E há também a arte tumular, secular maneira de prestar homenagem aos entes queridos que se foram. De onde vem isso? O livro tenta responder a questão e, para tanto, procura diversas abordagens possíveis num elenco de inesgotáveis possibilidades: cultural, artística, histórica, psicológica, sociológica, antropológica, religiosa, filosófica e existencial. Há de tudo aqui, numa mistura multidisciplinar de permanente diálogo entre as vertentes do pensamento. “

Mais uma Xícara de Café

“Trata-se de notas e apontamentos, sequenciados no tempo e no espaço, numa prosa de ficção ou prosa poética em que o autor se revela nas ascensões e quedas cotidianas, próprias ao ser humano quando este se encontra imerso num caos emocional onde tudo se dissolve e mistura.
Aqui não se encontra um enredo definido ou, dito de outra forma, o enredo é a própria vida do narrador que vai se delineando, se desdobrando e sofrendo as inflexões específicas e contraditórias da sua sensibilidade.“

A Casa Improvisada

Eu achava que gostava de nadar, mas nunca aprendi e sempre afogava. Desisti. Passei a interessar-me por pescaria e ainda hoje, de vez em quando, gosto de pescar. Mas não sou bom pescador e não tenho nenhuma história pra contar, nem que seja de mentira. Resolvi então andar a cavalo e levei alguns tombos. Mudei de fase. Comecei a soltar pipas e papagaios e estou nessa até hoje, escrevendo e publicando livros presos a uma linha de barbante. Houve um tempo em que eu me imaginava compositor e não um poeta. Misturei tudo e acabei não sendo uma coisa nem outra, embora continue escrevendo.

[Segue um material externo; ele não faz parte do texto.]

use std::time::Duration;

use huddle_sync::ThreadSnapshot;

use crate::actions::{FOCUS_BUTTON_CONTROL, FocusSink, ThreadActions};
use crate::error::{ChatResult, TopicSaveInFlightSnafu, TopicTooLongSnafu};
use crate::settings::state::DEFAULT_MAX_TOPIC_LENGTH;

pub const TOPIC_PLACEHOLDER: &str = "Type a group name";
pub const SAVE_LABEL: &str = "Save";
pub const SAVING_LABEL: &str = "Saving...";

/// Delay before focus returns to the topic button after a submit.
pub const FOCUS_RESTORE_DELAY: Duration = Duration::from_millis(100);

/// Edit state of the thread topic field in the settings pane.
#[derive(Debug, Clone, PartialEq, Eq)]
pub struct TopicEditor {
    max_length: usize,
    draft: String,
    editing: bool,
    saving: bool,
}

impl Default for TopicEditor {
    fn default() -> Self {
        Self::new(DEFAULT_MAX_TOPIC_LENGTH)
    }
}

impl TopicEditor {
    pub fn new(max_length: usize) -> Self {
        Self {
            max_length,
            draft: String::new(),
            editing: false,
            saving: false,
        }
    }

    pub fn max_length(&self) -> usize {
        self.max_length
    }

    pub fn is_editing(&self) -> bool {
        self.editing
    }

    pub fn is_saving(&self) -> bool {
        self.saving
    }

    pub fn draft(&self) -> &str {
        &self.draft
    }

    pub fn on_text_change(&mut self, text: impl Into<String>) {
        self.draft = text.into();
        self.editing = true;
    }

    pub fn cancel(&mut self) {
        self.draft.clear();
        self.editing = false;
    }

    pub fn is_overflowing(&self) -> bool {
        self.draft.chars().count() > self.max_length
    }

    pub fn overflow_warning(&self) -> Option<String> {
        self.is_overflowing()
            .then(|| format!("Topic cannot be over {} characters", self.max_length))
    }

    pub fn display_value<'a>(&'a self, thread: &'a ThreadSnapshot) -> &'a str {
        if self.editing {
            &self.draft
        } else {
            thread.existing_topic().unwrap_or_default()
        }
    }

    pub fn placeholder(&self, thread: &ThreadSnapshot) -> Option<&'static str> {
        thread.existing_topic().is_none().then_some(TOPIC_PLACEHOLDER)
    }

    pub fn button_text(&self) -> &'static str {
        if self.saving {
            SAVING_LABEL
        } else {
            SAVE_LABEL
        }
    }

    /// Validates the draft, marks the editor saving and leaves edit mode.
    ///
    /// Returns the topic to hand to the SDK. The draft is kept, so saving again without
    /// retyping resends the same topic.
    pub fn begin_submit(&mut self) -> ChatResult<String> {
        if self.saving {
            return TopicSaveInFlightSnafu {
                stage: "topic-begin-submit",
            }
            .fail();
        }
        if self.is_overflowing() {
            return TopicTooLongSnafu {
                stage: "topic-begin-submit",
                length: self.draft.chars().count(),
                max: self.max_length,
            }
            .fail();
        }

        self.saving = true;
        self.editing = false;
        Ok(self.draft.clone())
    }

    pub fn finish_submit(&mut self) {
        self.saving = false;
    }

    /// Saves the draft as the thread topic.
    ///
    /// Focus moves to the topic button [`FOCUS_RESTORE_DELAY`] after the request is sent,
    /// whether or not the SDK has answered by then.
    pub async fn submit(
        &mut self,
        actions: &dyn ThreadActions,
        focus: &dyn FocusSink,
    ) -> ChatResult<()> {
        let topic = self.begin_submit()?;
        tracing::debug!(topic = %topic, "saving thread topic");

        let (result, ()) = tokio::join!(actions.update_thread_topic(&topic), async {
            tokio::time::sleep(FOCUS_RESTORE_DELAY).await;
            focus.focus(FOCUS_BUTTON_CONTROL);
        });

        self.finish_submit();
        if let Err(error) = &result {
            tracing::warn!(error = %error, "thread topic update failed");
        }
        result
    }
}

#[cfg(test)]
mod tests {
    use super::*;
    use crate::error::ChatError;
    use crate::test_support::{RecordingActions, RecordingFocus};

    fn thread(topic: Option<&str>) -> ThreadSnapshot {
        ThreadSnapshot {
            topic: topic.map(str::to_string),
            ..ThreadSnapshot::default()
        }
    }

    #[test]
    fn overflow_sets_warning_and_blocks_submission() {
        let mut editor = TopicEditor::new(30);
        editor.on_text_change("a".repeat(31));

        assert_eq!(
            editor.overflow_warning().as_deref(),
            Some("Topic cannot be over 30 characters")
        );
        let error = editor.begin_submit().expect_err("overflowing draft");
        assert!(matches!(
            error,
            ChatError::TopicTooLong {
                length: 31,
                max: 30,
                ..
            }
        ));
        assert!(!editor.is_saving());
        assert!(editor.is_editing());
    }

    #[test]
    fn length_limit_counts_characters_not_bytes() {
        let mut editor = TopicEditor::new(3);
        editor.on_text_change("🙂🙂🙂");

        assert!(!editor.is_overflowing());
        assert!(editor.overflow_warning().is_none());
    }

    #[test]
    fn display_value_prefers_draft_while_editing() {
        let mut editor = TopicEditor::default();
        let named = thread(Some("Standup"));

        assert_eq!(editor.display_value(&named), "Standup");
        assert_eq!(editor.placeholder(&named), None);

        editor.on_text_change("Retro");
        assert_eq!(editor.display_value(&named), "Retro");

        let unnamed = thread(Some("   "));
        editor.cancel();
        assert_eq!(editor.display_value(&unnamed), "");
        assert_eq!(editor.placeholder(&unnamed), Some(TOPIC_PLACEHOLDER));
    }

    #[test]
    fn submitting_while_saving_is_rejected() {
        let mut editor = TopicEditor::default();
        editor.on_text_change("Standup");
        editor.begin_submit().expect("first submit");
        assert_eq!(editor.button_text(), SAVING_LABEL);

        editor.on_text_change("Retro");
        let error = editor.begin_submit().expect_err("save in flight");
        assert!(matches!(error, ChatError::TopicSaveInFlight { .. }));

        editor.finish_submit();
        assert_eq!(editor.button_text(), SAVE_LABEL);
    }

    #[tokio::test(start_paused = true)]
    async fn submit_saves_topic_and_restores_focus() {
        let actions = RecordingActions::new().with_topic_latency(Duration::from_millis(500));
        let focus = RecordingFocus::default();
        let mut editor = TopicEditor::default();
        editor.on_text_change("Standup");

        let started = tokio::time::Instant::now();
        editor
            .submit(&actions, &focus)
            .await
            .expect("topic saved");

        assert_eq!(started.elapsed(), Duration::from_millis(500));
        assert_eq!(actions.topics(), vec!["Standup".to_string()]);
        assert_eq!(focus.requests(), vec![FOCUS_BUTTON_CONTROL.to_string()]);
        assert!(!editor.is_saving());
        assert!(!editor.is_editing());
    }

    #[tokio::test(start_paused = true)]
    async fn saving_twice_resends_the_last_typed_topic() {
        let actions = RecordingActions::new();
        let focus = RecordingFocus::default();
        let mut editor = TopicEditor::default();
        editor.on_text_change("Standup");

        editor.submit(&actions, &focus).await.expect("first save");
        editor.submit(&actions, &focus).await.expect("second save");

        assert_eq!(
            actions.topics(),
            vec!["Standup".to_string(), "Standup".to_string()]
        );
        assert_eq!(editor.draft(), "Standup");
    }

    #[tokio::test(start_paused = true)]
    async fn failed_save_clears_the_saving_flag() {
        let actions = RecordingActions::new().failing_topic_updates();
        let focus = RecordingFocus::default();
        let mut editor = TopicEditor::default();
        editor.on_text_change("Standup");

        let error = editor
            .submit(&actions, &focus)
            .await
            .expect_err("sdk rejects");

        assert!(matches!(
            error,
            ChatError::ThreadAction {
                action: "update_thread_topic",
                ..
            }
        ));
        assert!(!editor.is_saving());
    }
}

Ganhei um violão e com ele pensava conquistar o mundo, como tinham feito os Beatles, mas não passei dos primeiros acordes. Sempre fui e continuo sendo um idealista, embora tenha perdido todas as certezas ao longo do caminho. Reconheço que somos movidos a paixões, mas Sartre já advertia “que não é tarefa fácil amar alguém. É preciso ter uma energia, uma curiosidade, uma cegueira... há até um momento, bem no início, em que é preciso saltar por cima de um precipício: se refletimos, não o fazemos”. E ele conclui dizendo que nunca mais saltaria. Compete a nós a decisão e a escolha sobre todos esses pulos no escuro da vida. Em qualquer caso, resta-nos sempre a literatura.